Items from a dataset
----------------------------------------

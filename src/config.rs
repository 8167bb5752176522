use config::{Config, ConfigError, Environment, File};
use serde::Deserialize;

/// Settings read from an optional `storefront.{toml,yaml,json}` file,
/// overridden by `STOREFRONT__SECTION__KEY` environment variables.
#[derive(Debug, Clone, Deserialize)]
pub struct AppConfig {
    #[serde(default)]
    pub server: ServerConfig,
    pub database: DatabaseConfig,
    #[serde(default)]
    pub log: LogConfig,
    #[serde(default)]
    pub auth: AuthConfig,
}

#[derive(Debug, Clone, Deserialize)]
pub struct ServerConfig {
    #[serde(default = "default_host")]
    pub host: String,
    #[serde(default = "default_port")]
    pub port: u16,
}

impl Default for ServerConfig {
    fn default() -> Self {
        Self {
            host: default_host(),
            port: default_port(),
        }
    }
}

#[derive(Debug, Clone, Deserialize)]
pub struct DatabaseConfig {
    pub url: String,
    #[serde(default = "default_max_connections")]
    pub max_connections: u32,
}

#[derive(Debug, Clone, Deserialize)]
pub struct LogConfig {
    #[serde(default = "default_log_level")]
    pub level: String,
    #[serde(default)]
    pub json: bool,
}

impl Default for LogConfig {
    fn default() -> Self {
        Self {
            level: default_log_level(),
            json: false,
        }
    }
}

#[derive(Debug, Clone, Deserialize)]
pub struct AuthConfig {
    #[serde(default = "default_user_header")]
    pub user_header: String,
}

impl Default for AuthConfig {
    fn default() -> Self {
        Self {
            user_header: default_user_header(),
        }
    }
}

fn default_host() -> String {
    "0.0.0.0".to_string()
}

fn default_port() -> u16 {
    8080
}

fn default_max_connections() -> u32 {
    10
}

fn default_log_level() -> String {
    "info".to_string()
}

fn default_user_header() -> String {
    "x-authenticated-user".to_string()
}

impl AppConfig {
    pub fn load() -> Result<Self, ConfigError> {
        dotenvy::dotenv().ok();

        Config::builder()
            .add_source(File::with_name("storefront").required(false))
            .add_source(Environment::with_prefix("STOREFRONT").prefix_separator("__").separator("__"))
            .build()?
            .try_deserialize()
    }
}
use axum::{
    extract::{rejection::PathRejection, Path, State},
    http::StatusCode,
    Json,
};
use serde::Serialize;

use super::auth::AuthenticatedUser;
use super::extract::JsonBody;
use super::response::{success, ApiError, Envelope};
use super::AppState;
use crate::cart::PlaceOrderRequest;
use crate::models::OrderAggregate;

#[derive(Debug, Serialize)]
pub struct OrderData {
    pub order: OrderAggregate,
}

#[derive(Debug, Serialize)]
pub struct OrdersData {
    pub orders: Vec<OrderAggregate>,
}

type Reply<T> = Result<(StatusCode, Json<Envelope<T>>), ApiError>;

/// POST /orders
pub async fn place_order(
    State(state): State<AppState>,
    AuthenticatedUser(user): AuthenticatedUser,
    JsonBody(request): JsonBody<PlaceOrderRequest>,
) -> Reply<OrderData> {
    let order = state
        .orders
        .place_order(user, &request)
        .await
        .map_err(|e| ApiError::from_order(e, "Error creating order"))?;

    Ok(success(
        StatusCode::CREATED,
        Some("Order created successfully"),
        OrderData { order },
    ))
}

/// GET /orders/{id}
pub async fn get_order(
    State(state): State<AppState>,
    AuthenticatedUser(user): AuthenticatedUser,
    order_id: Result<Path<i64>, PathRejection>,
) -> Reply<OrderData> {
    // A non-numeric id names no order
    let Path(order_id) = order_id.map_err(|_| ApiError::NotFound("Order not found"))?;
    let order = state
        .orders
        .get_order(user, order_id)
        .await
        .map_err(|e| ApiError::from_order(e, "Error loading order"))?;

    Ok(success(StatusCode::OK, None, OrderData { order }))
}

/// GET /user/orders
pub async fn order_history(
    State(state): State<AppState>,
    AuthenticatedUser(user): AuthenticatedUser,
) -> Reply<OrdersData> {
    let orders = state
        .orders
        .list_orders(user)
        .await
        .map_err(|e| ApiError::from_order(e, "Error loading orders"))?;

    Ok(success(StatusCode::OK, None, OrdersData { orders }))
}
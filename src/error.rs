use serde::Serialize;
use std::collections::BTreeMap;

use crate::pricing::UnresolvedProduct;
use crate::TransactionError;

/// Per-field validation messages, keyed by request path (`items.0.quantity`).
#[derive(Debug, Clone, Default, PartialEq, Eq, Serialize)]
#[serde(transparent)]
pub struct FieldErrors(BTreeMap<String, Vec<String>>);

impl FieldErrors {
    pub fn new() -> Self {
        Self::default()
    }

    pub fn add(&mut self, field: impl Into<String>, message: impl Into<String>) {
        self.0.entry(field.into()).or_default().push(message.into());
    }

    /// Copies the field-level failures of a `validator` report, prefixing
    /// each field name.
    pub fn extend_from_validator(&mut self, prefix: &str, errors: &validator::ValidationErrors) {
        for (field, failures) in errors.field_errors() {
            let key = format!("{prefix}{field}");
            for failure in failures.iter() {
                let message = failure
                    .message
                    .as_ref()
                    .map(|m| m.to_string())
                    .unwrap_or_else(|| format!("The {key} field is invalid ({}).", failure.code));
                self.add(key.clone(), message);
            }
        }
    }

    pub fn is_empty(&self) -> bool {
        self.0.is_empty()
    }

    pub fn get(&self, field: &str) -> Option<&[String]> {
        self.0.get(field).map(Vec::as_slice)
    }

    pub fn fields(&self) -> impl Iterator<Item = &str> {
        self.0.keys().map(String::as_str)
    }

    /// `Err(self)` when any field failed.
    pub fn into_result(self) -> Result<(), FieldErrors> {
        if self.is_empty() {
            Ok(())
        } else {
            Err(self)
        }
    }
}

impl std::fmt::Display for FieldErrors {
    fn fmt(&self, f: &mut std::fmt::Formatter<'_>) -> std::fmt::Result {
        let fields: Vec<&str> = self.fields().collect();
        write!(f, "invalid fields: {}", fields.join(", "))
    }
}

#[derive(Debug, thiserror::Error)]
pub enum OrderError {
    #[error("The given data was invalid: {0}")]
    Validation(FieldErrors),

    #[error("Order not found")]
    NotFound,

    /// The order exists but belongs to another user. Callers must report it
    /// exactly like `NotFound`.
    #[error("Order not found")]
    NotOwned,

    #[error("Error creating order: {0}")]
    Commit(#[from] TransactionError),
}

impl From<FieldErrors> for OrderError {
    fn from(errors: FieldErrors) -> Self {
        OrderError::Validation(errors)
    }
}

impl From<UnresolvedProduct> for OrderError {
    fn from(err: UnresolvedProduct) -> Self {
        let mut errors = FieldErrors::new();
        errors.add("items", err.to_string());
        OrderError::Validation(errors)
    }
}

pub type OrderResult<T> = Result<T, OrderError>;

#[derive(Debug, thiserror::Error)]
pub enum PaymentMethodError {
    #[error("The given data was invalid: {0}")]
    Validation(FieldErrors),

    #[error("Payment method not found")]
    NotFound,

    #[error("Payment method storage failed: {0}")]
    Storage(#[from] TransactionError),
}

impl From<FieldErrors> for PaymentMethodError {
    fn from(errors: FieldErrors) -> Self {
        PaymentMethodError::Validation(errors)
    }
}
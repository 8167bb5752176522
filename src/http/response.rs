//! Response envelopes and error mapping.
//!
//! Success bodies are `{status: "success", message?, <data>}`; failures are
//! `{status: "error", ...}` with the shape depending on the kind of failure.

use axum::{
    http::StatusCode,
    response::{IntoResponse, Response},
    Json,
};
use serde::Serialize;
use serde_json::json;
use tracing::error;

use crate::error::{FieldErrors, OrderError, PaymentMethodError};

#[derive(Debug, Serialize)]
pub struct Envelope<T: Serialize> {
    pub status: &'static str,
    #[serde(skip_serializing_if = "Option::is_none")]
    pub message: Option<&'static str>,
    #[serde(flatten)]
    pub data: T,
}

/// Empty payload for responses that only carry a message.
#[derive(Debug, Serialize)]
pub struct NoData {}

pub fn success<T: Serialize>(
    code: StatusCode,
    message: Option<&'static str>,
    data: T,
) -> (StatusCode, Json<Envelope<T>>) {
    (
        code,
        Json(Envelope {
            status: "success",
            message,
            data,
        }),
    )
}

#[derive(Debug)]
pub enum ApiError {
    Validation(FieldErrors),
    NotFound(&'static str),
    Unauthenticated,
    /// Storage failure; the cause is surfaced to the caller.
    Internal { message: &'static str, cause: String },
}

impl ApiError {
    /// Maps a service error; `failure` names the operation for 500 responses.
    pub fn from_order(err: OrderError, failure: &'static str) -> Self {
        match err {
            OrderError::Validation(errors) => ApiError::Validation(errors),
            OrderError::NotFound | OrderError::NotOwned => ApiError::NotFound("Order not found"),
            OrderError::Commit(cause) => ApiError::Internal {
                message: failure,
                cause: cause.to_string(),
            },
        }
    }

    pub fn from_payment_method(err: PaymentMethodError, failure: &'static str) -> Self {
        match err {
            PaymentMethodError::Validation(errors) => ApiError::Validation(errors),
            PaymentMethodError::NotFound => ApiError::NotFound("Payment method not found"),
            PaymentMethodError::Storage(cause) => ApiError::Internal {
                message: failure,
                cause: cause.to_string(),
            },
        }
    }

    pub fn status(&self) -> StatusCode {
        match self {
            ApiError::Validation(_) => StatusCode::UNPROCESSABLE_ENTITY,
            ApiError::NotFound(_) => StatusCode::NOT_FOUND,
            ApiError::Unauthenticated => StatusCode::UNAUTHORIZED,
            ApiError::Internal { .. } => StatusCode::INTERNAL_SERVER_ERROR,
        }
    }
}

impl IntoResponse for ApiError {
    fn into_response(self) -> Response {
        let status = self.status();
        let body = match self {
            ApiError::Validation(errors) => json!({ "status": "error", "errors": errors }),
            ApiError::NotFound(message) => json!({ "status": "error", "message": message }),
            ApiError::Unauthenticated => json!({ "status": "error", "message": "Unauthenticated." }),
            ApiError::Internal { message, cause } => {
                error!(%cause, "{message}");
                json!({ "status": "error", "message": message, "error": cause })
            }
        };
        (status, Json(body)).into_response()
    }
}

----------------------------------------

YOUR INSTRUCTIONS: Copy out each line of the data above, exactly, if it lies between the line holding "pub struct FieldErrors(BTreeMap<String, Vec<String>>);" and the line holding "for (field, failures)", inclusive; copy no other line.

ANSWER SPACE:
pub struct FieldErrors(BTreeMap<String, Vec<String>>);

impl FieldErrors {
    pub fn new() -> Self {
        Self::default()
    }

    pub fn add(&mut self, field: impl Into<String>, message: impl Into<String>) {
        self.0.entry(field.into()).or_default().push(message.into());
    }

    /// Copies the field-level failures of a `validator` report, prefixing
    /// each field name.
    pub fn extend_from_validator(&mut self, prefix: &str, errors: &validator::ValidationErrors) {
        for (field, failures) in errors.field_errors() {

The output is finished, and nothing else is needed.